A new treatment for mesothelioma, known as CBP501, received an Orphan Drug Designation from the Food & Drug Administration, reports CanBas Co., Ltd., maker of the treatment.

CBP501 is being tested as a treatment for various respiratory conditions, including mesothelioma, by the Japan-based biopharmaceutical company. According to the FDA’s designation, the treatment is allowed “for use in combination with Cisplatin and pemetrexed for treatment of patients with mesothelioma.”

Approval of the Phase II drug came on January 5.

Mesothelioma is the rare cancer of the lining of the lungs that is causes by asbestos exposure. The disease has been known to affect between 2,000 and 3,000 people annually. CBP501 provides a glimmer of hope for those who are plagued with this disease.

Dr. Takumi Kawabe, the company’s co-founder and CEO, appears optimistic about the opportunity that this designation provides for the future of the treatment as well as the future of the company.

“We are pleased to have obtained Orphan drug designation for CBP501,” Kawabe said. “Our 63-patient randomized multi-national Phase II trial in the first-line treatment of MPM achieved full enrollment in October 2011 and will be completed during the first half of 2012. Orphan drug incentives will help CanBas and potential pharmaceutical company partner(s) advance CBP501 into Phase III studies for this devastating malignancy.”

Hope Through CBP501

The CBP501 treatment is the company’s lead product. It is defined as a ‘novel synthetic peptide that enhances the efficacy of Cisplatin when administered in combination. It is used in combination with cisplatin for first-line treatment for patients who have non-small cell lung cancer or mesothelioma. Within CanBas’s clinical testing, CBP501 works to assist in the repairing of DNA damage.

The United States is one country among others where the company is conducting its Phase II clinical trials. For patients who have already tried other forms of treatment, you may already be familiar with Cisplatin.

It is among the most common forms of chemotherapy regimens for mesothelioma. As a combined treatment, CBP501 will work alongside these current drugs to hopefully provide a treatment that changes the landscape of mesothelioma care.

The company striving for this benchmark treatment is one that appears to be stable and ready for growth. CanBas is a publicly traded company on the Tokyo Stock Exchange. It labels itself as a “clinical-stage biopharmaceutical company” by focusing solely on discovering and developing drugs that target the cell cycle. With the company’s newly attained Orphan Drug Designation, the development of CBP501 is now better structured to help the treatment get to market.

Understanding the Orphan Drug Designation

What CanBas has achieved through this designation is not very common. The Orphan Drug Designation, or ODD, is part of a program established by the FDA to help advance the development of foods, devices, drugs and biologics that show promise for diagnosing or treating rare conditions or diseases.

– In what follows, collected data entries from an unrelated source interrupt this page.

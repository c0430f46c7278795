//! Advertising spend models.

use chrono::NaiveDate;
use rust_decimal::Decimal;
use serde::{Deserialize, Serialize};

/// Daily advertising spend aggregate for one date.
///
/// An external aggregate written by the ad-spend sync and read by the
/// profitability aggregator; this subsystem never mutates a stored day other
/// than replacing it wholesale on re-sync.
#[derive(Debug, Clone, PartialEq, Eq, Serialize, Deserialize)]
pub struct DailySpend {
    pub date: NaiveDate,
    pub spend: Decimal,
    pub impressions: i64,
    pub clicks: i64,
}
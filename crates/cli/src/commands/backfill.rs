//! Historical backfill command.

use std::sync::Arc;

use tokio_util::sync::CancellationToken;

use shoplink::config::AppConfig;
use shoplink::pipeline::{BackfillWalker, Fetcher};
use shoplink::sources::{EbayClient, ShopifyClient};
use shoplink_core::DisplayNumber;

use crate::commands::open_store;

/// Walk display numbers from `start` (or the newest order) down to `floor`.
///
/// Ctrl-C cancels cleanly between orders; everything written so far stays.
pub async fn run(start: Option<i64>, floor: i64) -> Result<(), Box<dyn std::error::Error>> {
    let config = AppConfig::from_env()?;
    let store = open_store(&config).await?;

    let marketplace = ShopifyClient::new(&config.shopify);
    let supplier = Arc::new(EbayClient::new(&config.ebay));
    let fetcher = Fetcher::new(supplier, config.fetch.clone());
    let walker = BackfillWalker::new(&marketplace, &fetcher, &store, DisplayNumber::new(floor));

    let cancel = CancellationToken::new();
    let signal_token = cancel.clone();
    tokio::spawn(async move {
        if tokio::signal::ctrl_c().await.is_ok() {
            tracing::info!("Ctrl-C received, stopping after the current order");
            signal_token.cancel();
        }
    });

    let report = walker.run(start.map(DisplayNumber::new), &cancel).await?;
    tracing::info!(
        visited = report.visited,
        gaps = report.gaps,
        reconciled = report.reconciled,
        failures = report.failures,
        linked = report.writes.linked,
        stopped_early = report.stopped_early,
        "backfill complete"
    );
    Ok(())
}
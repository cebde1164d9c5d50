//! Cage collection, area lookup, filtering and paging for the table.
//!
//! DESIGN
//! ======
//! The collection mirrors the remote store as of the last successful fetch or
//! confirmed mutation. Filters and paging are views over it and never modify
//! it. Cage and area results are applied independently so a failed area fetch
//! still shows cages with their denormalized area names.
//!
//! Every fetch start and every confirmed mutation bumps a generation counter.
//! A fetch result is only applied if nothing happened after it started, so a
//! slow response can never bring back rows a later mutation removed.

#[cfg(test)]
#[path = "cages_test.rs"]
mod cages_test;

use super::filter::{CageColumn, FilterState};
use super::pager::Pager;
use crate::net::error::ApiError;
use crate::net::types::{Area, Cage};

/// What the table body should render.
#[derive(Clone, Debug, PartialEq, Eq)]
pub enum ListStatus {
    Loading,
    Error(String),
    Empty,
    NoMatches,
    Ready,
}

/// Cage list state for the management table.
#[derive(Clone, Debug, Default)]
pub struct CagesState {
    pub items: Vec<Cage>,
    pub areas: Vec<Area>,
    pub loading: bool,
    /// Last cage fetch failure; cleared by the next successful fetch.
    pub error: Option<String>,
    pub areas_error: Option<String>,
    pub filters: FilterState,
    pub pager: Pager,
    generation: u64,
    latest_fetch: u64,
}

impl CagesState {
    /// Apply the result of a cage list fetch.
    ///
    /// On the initial load a failure leaves the list empty. On later refreshes
    /// a failure keeps the current rows, which already reflect every
    /// confirmed mutation.
    pub fn apply_cages(&mut self, result: Result<Vec<Cage>, ApiError>) {
        self.loading = false;
        match result {
            Ok(items) => {
                self.items = items;
                self.error = None;
                self.clamp_page();
            }
            Err(e) => {
                leptos::logging::warn!("cage list fetch failed: {e}");
                self.error = Some(e.to_string());
            }
        }
    }

    /// Start a cage list fetch and return its ticket.
    pub fn begin_fetch(&mut self) -> u64 {
        self.generation += 1;
        self.latest_fetch = self.generation;
        self.loading = true;
        self.generation
    }

    /// Apply the result of the fetch started with `ticket`.
    ///
    /// Returns `false`, leaving the rows untouched, when another fetch or a
    /// confirmed mutation happened after the ticket was issued.
    pub fn apply_fetched(&mut self, ticket: u64, result: Result<Vec<Cage>, ApiError>) -> bool {
        if ticket == self.latest_fetch {
            self.loading = false;
        }
        if ticket != self.generation {
            leptos::logging::warn!("dropping stale cage list: ticket={ticket} current={}", self.generation);
            return false;
        }
        self.apply_cages(result);
        true
    }

    /// Record a confirmed mutation; fetches started before it are stale.
    pub fn mark_mutated(&mut self) {
        self.generation += 1;
    }

    /// Apply the result of an area list fetch.
    pub fn apply_areas(&mut self, result: Result<Vec<Area>, ApiError>) {
        match result {
            Ok(areas) => {
                self.areas = areas;
                self.areas_error = None;
            }
            Err(e) => {
                leptos::logging::warn!("area list fetch failed: {e}");
                self.areas_error = Some(e.to_string());
            }
        }
    }

    /// Replace the global search text and return to the first page.
    pub fn apply_global_filter(&mut self, text: &str) {
        self.filters.set_global(text);
        self.pager.first();
    }

    /// Set one column's constraint and return to the first page.
    pub fn set_column_filter(&mut self, column: CageColumn, text: &str) {
        self.filters.set_column(column, text);
        self.pager.first();
    }

    /// Restore the default filters and the first page.
    pub fn clear_filters(&mut self) {
        self.filters = FilterState::default();
        self.pager.first();
    }

    /// Search text to show in the search box.
    pub fn global_filter_text(&self) -> String {
        self.filters.global.clone().unwrap_or_default()
    }

    /// Text to show in a column's filter box.
    pub fn column_filter_text(&self, column: CageColumn) -> String {
        self.filters.column_value(column).unwrap_or_default().to_owned()
    }

    /// Rows passing the active filters, in collection order.
    pub fn visible(&self) -> Vec<&Cage> {
        self.items.iter().filter(|c| self.filters.matches(c)).collect()
    }

    pub fn visible_count(&self) -> usize {
        self.items.iter().filter(|c| self.filters.matches(c)).count()
    }

    /// Rows on the current page.
    pub fn page_rows(&self) -> Vec<Cage> {
        let visible = self.visible();
        let range = self.pager.range(visible.len());
        visible[range].iter().map(|c| (*c).clone()).collect()
    }

    pub fn page_report(&self) -> String {
        self.pager.report(self.visible_count())
    }

    pub fn set_rows_per_page(&mut self, rows: usize) {
        self.pager.set_rows(rows);
    }

    pub fn next_page(&mut self) {
        let total = self.visible_count();
        self.pager.next(total);
    }

    pub fn prev_page(&mut self) {
        self.pager.prev();
    }

    pub fn first_page(&mut self) {
        self.pager.first();
    }

    pub fn last_page(&mut self) {
        let total = self.visible_count();
        self.pager.last(total);
    }

    pub fn status(&self) -> ListStatus {
        if self.loading && self.items.is_empty() {
            return ListStatus::Loading;
        }
        if self.items.is_empty() {
            return match &self.error {
                Some(message) => ListStatus::Error(message.clone()),
                None => ListStatus::Empty,
            };
        }
        if self.visible_count() == 0 {
            return ListStatus::NoMatches;
        }
        ListStatus::Ready
    }

    pub fn cage(&self, cage_id: i64) -> Option<&Cage> {
        self.items.iter().find(|c| c.id == cage_id)
    }

    pub fn area(&self, area_id: i64) -> Option<&Area> {
        self.areas.iter().find(|a| a.area_id == area_id)
    }

    pub fn area_name(&self, area_id: i64) -> Option<String> {
        self.area(area_id).map(|a| a.area_name.clone())
    }

    /// Replace the row with the same id after a confirmed update.
    /// Returns `false` if the row is no longer present.
    pub fn replace_cage(&mut self, cage: Cage) -> bool {
        self.mark_mutated();
        match self.items.iter_mut().find(|c| c.id == cage.id) {
            Some(slot) => {
                *slot = cage;
                true
            }
            None => false,
        }
    }

    /// Remove a row after a confirmed delete.
    pub fn remove_cage(&mut self, cage_id: i64) -> bool {
        self.mark_mutated();
        let before = self.items.len();
        self.items.retain(|c| c.id != cage_id);
        let removed = self.items.len() != before;
        if removed {
            self.clamp_page();
        }
        removed
    }

    fn clamp_page(&mut self) {
        let total = self.visible_count();
        self.pager.clamp(total);
    }
}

Because drugs, treatments and medical devices are commonly manufactured by pharmaceutical companies or for-profit multinationals, product development is often lead by market size or market potential. Drugs are developed when companies see huge market sizes and the potential to earn enormous and long-term profits. Mesothelioma only affects a few thousand people per year, yielding a fairly small market size. Through the ODD, the FDA provides incentives to companies like CanBas to develop drugs and treatments for these rare diseases that would normally not be pursued. Such incentives include tax credit and marketing benefits.

Now, CanBas will be able to focus on developing their CBP501 mesothelioma treatment while receiving these incentives for doing so. According to the FDA’s website, over 350 drugs and products are credited for being developed under the program since 1983.

During the 10 years prior, less than 10 products came to the market. The ODD label provides benefits to treatments and drugs for diseases and conditions that affect less than 200,000 people in the United States. Many debilitating and fatal diseases like mesothelioma fall under this umbrella.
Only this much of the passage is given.